Assignment:
Report each line of the records below that uses the word "enum".

(Collected data)
* * *
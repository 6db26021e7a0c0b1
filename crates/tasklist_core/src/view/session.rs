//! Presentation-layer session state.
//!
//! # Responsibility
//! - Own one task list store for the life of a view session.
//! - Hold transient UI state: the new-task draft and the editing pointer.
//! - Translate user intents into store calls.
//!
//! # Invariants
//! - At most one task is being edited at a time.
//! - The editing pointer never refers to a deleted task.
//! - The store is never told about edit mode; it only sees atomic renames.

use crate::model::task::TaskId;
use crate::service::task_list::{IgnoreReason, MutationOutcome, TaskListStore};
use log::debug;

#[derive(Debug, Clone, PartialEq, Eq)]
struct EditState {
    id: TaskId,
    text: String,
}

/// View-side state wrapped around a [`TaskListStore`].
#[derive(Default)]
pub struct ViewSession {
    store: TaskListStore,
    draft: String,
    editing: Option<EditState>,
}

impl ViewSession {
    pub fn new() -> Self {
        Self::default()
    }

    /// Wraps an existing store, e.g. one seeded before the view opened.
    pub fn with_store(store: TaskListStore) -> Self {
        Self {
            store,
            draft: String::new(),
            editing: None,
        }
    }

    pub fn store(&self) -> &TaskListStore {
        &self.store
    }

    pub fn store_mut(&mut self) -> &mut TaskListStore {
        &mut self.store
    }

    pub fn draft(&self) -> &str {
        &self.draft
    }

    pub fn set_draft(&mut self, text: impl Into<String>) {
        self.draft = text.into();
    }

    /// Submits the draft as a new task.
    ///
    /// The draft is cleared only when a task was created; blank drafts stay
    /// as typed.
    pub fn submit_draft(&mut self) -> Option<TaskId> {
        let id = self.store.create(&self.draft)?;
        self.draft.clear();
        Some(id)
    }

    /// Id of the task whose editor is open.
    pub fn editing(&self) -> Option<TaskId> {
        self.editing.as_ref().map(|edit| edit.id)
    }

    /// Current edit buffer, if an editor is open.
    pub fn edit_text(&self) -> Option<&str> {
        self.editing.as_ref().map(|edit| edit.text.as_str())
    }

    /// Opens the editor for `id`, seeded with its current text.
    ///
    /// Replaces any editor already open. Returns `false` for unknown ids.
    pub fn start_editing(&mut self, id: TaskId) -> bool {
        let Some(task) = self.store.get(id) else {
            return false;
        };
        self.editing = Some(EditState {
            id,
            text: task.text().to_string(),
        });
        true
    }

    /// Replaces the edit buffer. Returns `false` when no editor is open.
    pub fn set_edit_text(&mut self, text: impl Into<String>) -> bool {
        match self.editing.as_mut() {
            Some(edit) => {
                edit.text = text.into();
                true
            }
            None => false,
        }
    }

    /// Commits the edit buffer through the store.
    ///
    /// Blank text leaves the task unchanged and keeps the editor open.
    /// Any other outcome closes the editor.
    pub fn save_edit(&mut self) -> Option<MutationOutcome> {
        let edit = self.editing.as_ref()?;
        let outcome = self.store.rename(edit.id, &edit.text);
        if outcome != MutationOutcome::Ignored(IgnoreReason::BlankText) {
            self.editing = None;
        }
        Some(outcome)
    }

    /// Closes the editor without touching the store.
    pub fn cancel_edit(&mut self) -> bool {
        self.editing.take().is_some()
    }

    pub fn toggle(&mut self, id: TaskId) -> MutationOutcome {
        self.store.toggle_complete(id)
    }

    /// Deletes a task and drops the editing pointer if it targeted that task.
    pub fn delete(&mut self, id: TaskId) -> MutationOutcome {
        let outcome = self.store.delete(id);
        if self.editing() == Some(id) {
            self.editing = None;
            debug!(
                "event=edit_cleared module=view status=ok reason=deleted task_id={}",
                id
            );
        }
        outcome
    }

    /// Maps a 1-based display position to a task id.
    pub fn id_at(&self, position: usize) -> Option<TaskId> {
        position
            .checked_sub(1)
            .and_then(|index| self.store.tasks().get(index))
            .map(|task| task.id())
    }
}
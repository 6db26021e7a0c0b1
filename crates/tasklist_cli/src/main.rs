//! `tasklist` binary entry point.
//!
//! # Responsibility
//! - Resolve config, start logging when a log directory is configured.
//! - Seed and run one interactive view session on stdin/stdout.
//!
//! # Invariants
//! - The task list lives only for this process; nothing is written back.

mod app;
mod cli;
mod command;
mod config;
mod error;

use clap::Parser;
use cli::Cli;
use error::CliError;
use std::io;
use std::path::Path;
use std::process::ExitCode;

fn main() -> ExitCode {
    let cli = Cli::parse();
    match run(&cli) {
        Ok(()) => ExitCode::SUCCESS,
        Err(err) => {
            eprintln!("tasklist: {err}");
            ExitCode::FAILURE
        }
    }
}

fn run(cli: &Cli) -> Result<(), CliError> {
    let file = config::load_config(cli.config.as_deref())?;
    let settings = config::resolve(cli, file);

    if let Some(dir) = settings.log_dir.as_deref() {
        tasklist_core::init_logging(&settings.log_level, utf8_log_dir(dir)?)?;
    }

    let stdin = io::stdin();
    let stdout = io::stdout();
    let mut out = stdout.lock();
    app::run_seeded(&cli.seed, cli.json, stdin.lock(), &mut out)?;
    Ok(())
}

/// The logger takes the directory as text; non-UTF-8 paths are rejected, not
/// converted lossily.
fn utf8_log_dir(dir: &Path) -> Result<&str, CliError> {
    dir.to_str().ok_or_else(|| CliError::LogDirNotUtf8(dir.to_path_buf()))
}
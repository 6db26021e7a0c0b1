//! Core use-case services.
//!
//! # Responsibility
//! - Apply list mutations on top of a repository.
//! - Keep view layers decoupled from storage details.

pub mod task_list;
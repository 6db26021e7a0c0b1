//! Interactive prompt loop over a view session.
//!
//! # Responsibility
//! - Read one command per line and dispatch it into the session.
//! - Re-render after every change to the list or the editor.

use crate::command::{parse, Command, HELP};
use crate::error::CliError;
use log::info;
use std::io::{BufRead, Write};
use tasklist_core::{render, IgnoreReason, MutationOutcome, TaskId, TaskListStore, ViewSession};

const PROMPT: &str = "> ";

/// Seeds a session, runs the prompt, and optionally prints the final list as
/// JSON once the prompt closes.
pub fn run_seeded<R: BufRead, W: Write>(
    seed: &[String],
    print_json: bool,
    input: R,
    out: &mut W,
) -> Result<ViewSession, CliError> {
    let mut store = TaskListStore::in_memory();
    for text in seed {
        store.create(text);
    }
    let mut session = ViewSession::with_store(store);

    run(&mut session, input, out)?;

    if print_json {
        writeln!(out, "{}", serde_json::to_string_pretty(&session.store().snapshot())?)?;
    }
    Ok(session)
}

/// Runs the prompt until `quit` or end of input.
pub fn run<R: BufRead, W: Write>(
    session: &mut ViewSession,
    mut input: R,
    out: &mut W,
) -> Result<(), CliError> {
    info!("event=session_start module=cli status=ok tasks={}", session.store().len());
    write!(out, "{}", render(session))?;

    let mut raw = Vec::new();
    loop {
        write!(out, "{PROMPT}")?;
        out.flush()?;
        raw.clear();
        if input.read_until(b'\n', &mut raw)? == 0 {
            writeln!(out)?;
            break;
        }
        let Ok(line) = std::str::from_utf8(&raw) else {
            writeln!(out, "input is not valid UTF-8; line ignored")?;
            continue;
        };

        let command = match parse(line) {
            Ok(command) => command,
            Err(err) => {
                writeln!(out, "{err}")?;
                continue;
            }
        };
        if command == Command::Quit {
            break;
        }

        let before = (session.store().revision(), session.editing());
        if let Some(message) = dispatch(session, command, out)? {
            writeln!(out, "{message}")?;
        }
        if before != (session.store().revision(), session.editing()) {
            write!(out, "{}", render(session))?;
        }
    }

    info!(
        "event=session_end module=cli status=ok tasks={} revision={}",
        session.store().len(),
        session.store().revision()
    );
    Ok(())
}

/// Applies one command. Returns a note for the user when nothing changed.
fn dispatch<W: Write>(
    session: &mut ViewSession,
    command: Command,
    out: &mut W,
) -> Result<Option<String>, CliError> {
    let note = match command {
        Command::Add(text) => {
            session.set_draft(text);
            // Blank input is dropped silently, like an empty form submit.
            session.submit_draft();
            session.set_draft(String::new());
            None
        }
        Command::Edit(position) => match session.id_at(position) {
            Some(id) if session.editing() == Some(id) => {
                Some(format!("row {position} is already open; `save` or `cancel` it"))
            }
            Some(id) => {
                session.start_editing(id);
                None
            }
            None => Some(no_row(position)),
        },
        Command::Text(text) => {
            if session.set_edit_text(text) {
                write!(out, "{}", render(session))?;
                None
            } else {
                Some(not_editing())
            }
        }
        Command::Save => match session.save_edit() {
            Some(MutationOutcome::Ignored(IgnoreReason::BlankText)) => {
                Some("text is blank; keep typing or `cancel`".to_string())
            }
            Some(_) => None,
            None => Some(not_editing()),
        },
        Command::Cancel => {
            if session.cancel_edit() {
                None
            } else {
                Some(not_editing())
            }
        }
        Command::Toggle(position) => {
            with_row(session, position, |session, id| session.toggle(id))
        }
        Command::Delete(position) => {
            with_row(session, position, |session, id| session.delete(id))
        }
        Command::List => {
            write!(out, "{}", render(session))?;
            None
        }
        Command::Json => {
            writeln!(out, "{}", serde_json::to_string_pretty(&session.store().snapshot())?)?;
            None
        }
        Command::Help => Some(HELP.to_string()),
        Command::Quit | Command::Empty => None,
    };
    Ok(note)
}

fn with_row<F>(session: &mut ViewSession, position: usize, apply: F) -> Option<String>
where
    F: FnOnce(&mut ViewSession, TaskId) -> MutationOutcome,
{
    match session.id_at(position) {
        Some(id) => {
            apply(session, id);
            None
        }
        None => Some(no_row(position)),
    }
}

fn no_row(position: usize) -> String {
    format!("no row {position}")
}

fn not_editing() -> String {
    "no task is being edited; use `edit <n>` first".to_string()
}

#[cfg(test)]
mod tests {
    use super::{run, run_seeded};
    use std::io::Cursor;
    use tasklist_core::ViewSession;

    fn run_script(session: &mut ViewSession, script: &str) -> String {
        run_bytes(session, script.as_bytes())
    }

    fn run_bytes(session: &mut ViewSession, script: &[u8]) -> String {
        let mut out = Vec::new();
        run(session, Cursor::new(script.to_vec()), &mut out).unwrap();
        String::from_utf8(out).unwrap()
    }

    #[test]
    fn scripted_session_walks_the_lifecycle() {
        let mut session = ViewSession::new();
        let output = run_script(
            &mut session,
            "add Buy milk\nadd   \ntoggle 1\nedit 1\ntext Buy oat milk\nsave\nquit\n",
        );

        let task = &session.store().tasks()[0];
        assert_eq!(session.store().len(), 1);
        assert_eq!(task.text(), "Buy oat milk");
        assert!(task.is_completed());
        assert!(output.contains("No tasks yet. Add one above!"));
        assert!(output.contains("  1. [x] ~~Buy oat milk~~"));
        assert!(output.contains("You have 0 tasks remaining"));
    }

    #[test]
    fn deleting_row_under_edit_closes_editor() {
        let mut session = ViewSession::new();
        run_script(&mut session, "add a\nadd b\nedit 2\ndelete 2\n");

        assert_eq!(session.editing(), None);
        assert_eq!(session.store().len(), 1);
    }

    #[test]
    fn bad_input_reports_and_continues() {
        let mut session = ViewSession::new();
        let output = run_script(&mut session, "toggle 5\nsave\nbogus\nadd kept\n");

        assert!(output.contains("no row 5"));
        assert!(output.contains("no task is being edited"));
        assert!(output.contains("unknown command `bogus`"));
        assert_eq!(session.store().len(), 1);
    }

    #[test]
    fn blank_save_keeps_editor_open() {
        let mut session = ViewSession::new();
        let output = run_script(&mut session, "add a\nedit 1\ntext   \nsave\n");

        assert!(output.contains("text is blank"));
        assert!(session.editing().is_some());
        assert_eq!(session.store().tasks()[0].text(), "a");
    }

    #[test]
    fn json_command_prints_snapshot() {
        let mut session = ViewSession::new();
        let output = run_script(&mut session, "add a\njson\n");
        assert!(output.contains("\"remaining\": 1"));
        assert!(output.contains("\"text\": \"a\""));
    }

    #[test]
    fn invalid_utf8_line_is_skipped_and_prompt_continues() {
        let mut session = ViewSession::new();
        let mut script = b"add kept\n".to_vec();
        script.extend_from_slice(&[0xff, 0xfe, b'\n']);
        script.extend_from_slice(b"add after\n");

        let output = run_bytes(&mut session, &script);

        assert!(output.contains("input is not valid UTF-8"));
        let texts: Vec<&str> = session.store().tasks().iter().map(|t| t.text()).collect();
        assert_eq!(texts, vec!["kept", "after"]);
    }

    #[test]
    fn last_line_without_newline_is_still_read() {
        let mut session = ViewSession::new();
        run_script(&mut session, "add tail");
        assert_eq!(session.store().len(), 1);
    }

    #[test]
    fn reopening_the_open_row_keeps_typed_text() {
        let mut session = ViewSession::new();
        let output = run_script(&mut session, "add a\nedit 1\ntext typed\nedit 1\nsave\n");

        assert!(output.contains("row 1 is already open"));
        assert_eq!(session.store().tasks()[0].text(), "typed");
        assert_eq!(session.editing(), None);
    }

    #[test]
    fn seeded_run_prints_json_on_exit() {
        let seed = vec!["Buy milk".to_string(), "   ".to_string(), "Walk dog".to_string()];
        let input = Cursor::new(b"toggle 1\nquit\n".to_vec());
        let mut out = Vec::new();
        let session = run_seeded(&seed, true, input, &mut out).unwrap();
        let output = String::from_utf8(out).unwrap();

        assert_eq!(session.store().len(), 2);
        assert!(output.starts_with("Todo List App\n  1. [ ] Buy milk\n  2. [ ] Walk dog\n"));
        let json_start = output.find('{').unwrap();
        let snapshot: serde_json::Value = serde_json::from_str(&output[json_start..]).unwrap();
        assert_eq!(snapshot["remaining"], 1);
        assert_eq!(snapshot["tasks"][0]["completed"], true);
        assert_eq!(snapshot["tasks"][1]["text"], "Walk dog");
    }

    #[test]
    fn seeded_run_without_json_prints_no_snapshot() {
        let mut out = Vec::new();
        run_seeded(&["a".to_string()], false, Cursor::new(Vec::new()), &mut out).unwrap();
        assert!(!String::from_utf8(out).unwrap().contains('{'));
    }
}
* * *
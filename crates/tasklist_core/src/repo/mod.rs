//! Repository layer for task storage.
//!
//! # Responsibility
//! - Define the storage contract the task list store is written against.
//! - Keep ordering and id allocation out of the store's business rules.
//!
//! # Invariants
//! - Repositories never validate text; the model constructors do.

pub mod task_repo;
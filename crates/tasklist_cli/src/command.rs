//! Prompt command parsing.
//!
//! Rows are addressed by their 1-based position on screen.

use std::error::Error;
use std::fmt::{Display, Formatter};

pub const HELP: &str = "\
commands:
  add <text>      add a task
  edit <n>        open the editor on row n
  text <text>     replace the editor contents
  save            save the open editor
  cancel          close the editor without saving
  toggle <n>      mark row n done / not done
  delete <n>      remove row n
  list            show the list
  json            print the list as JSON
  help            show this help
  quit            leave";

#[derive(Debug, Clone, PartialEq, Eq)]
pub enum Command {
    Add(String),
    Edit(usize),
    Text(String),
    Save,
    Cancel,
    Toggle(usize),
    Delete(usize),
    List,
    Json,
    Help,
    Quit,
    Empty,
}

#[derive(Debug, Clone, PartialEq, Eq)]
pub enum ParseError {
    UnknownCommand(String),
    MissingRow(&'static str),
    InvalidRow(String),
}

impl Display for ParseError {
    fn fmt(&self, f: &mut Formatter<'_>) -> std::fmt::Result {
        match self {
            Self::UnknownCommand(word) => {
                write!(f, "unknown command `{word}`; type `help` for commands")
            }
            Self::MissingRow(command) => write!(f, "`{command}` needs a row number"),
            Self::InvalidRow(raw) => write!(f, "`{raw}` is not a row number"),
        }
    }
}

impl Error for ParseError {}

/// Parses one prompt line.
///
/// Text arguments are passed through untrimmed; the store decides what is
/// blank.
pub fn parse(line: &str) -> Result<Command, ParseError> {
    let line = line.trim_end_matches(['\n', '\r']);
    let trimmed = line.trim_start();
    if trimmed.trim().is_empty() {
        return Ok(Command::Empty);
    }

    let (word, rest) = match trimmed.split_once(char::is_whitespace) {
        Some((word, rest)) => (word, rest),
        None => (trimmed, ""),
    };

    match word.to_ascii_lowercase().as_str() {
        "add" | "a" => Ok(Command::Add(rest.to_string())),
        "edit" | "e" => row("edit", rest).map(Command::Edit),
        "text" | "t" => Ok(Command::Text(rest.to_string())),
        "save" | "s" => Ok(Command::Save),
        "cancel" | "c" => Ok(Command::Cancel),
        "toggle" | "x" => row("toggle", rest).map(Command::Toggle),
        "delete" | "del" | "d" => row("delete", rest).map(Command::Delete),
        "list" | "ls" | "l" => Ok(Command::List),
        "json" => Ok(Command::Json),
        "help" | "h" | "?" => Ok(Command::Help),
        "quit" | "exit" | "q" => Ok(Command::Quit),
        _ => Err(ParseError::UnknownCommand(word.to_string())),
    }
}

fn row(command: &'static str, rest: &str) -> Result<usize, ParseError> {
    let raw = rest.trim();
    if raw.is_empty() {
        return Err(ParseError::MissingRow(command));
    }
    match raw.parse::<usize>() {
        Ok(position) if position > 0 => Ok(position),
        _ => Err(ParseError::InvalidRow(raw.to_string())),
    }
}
* * *
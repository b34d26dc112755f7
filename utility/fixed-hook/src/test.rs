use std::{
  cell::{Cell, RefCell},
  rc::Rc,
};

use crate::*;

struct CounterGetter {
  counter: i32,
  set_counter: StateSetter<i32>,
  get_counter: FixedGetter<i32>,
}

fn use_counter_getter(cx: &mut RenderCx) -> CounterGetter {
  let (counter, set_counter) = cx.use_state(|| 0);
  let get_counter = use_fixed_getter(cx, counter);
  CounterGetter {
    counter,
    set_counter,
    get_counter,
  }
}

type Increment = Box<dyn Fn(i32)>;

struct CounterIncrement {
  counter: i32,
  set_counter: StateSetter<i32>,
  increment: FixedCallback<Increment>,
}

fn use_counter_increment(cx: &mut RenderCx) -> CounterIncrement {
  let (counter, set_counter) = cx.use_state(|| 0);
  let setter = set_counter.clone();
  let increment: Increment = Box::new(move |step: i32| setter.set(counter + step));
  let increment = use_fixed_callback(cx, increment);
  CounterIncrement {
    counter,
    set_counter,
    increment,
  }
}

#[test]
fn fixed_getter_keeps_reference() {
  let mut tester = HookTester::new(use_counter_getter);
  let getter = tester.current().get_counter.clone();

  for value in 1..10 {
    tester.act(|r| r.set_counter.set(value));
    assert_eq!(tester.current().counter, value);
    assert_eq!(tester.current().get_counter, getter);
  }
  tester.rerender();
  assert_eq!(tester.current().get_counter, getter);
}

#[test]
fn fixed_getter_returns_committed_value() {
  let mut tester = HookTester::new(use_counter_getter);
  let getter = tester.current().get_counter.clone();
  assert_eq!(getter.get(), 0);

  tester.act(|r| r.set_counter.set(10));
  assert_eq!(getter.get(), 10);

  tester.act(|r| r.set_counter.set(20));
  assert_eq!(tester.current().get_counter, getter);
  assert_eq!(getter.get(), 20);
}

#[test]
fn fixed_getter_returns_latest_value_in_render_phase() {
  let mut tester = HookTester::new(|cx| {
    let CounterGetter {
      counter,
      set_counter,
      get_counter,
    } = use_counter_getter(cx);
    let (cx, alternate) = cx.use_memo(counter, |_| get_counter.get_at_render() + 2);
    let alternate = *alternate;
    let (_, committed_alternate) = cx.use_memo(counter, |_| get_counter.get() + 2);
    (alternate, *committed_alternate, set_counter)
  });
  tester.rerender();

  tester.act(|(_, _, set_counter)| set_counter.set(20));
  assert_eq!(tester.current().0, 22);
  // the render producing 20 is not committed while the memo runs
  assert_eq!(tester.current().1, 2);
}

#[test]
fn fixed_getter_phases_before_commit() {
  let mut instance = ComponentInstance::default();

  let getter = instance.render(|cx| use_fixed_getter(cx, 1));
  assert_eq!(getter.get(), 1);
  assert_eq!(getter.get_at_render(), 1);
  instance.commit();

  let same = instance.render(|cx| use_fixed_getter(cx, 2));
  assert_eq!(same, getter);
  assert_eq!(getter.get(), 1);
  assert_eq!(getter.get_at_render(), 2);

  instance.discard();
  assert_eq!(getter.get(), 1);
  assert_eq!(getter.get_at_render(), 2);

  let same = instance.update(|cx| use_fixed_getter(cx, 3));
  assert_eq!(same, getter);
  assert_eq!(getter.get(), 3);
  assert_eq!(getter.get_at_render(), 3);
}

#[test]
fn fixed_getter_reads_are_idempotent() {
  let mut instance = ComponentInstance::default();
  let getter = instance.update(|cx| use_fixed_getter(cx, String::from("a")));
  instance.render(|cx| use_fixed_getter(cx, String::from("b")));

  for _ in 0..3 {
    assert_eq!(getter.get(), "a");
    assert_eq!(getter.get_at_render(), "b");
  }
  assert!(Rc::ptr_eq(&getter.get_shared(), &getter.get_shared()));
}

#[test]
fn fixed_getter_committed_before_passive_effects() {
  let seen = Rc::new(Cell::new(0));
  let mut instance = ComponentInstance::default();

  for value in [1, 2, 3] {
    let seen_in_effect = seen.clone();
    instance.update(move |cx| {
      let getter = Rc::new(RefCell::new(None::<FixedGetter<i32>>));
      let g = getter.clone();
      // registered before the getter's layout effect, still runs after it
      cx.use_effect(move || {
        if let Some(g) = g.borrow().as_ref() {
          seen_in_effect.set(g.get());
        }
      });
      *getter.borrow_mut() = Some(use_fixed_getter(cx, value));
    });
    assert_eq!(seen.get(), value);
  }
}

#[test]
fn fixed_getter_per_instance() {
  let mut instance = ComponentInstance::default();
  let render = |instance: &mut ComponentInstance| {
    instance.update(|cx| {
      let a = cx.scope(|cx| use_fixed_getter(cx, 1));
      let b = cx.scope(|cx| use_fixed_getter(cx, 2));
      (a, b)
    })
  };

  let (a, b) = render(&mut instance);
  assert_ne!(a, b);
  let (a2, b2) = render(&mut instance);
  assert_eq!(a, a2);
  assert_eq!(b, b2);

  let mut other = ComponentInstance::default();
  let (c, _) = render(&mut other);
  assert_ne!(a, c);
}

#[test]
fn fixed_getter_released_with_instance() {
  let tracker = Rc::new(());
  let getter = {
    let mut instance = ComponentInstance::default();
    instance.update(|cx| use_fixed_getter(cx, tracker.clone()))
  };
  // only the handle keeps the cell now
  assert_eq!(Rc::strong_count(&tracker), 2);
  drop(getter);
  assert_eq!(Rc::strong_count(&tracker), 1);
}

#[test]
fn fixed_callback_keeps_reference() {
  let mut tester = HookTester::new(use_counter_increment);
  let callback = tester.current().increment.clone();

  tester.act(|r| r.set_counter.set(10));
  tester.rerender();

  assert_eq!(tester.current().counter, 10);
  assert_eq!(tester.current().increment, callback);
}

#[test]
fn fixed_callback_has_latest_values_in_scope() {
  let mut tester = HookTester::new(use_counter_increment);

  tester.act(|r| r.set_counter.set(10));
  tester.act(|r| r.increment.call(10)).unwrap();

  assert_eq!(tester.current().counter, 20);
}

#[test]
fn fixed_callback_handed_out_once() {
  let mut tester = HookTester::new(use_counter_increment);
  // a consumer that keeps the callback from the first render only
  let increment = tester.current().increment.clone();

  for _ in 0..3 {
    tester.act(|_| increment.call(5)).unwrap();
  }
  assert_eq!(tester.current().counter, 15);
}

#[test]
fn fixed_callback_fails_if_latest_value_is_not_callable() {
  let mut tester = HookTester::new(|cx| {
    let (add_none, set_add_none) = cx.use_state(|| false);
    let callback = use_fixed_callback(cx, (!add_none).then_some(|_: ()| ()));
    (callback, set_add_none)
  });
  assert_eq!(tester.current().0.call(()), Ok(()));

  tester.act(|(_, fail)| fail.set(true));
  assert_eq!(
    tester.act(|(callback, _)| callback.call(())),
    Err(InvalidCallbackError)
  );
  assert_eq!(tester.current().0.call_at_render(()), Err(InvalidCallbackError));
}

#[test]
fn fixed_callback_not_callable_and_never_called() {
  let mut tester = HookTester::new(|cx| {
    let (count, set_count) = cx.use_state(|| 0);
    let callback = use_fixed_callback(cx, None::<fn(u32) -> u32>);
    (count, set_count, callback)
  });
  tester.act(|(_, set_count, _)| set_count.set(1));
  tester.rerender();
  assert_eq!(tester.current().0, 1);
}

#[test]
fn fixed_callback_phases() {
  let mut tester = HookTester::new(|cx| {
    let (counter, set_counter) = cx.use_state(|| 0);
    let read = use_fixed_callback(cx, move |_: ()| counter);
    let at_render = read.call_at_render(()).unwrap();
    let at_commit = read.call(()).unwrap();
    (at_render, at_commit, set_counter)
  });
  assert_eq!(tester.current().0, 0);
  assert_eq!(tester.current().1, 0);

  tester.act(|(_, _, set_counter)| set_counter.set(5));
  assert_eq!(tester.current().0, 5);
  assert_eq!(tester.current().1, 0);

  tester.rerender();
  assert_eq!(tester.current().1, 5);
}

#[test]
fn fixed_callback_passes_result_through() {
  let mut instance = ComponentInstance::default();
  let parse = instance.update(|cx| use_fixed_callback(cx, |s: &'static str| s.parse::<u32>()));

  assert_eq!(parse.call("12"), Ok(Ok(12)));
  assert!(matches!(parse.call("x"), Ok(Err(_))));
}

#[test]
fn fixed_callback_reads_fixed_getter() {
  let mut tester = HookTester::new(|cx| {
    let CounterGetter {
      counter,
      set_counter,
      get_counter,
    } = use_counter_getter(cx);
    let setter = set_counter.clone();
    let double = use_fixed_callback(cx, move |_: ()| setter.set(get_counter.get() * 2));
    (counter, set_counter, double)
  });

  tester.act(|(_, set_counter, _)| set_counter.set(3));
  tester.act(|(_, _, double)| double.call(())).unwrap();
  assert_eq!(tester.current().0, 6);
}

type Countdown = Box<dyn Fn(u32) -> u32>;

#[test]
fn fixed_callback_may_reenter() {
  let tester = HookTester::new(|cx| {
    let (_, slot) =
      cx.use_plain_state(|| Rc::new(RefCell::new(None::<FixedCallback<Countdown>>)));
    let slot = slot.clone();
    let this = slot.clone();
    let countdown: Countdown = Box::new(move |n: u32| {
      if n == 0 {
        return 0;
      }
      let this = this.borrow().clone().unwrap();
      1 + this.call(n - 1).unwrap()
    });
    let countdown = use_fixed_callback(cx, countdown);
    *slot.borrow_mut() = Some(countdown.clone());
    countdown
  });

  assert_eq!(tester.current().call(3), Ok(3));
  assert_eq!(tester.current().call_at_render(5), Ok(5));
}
* * *
Task output:
pub enum Command {
pub enum ParseError {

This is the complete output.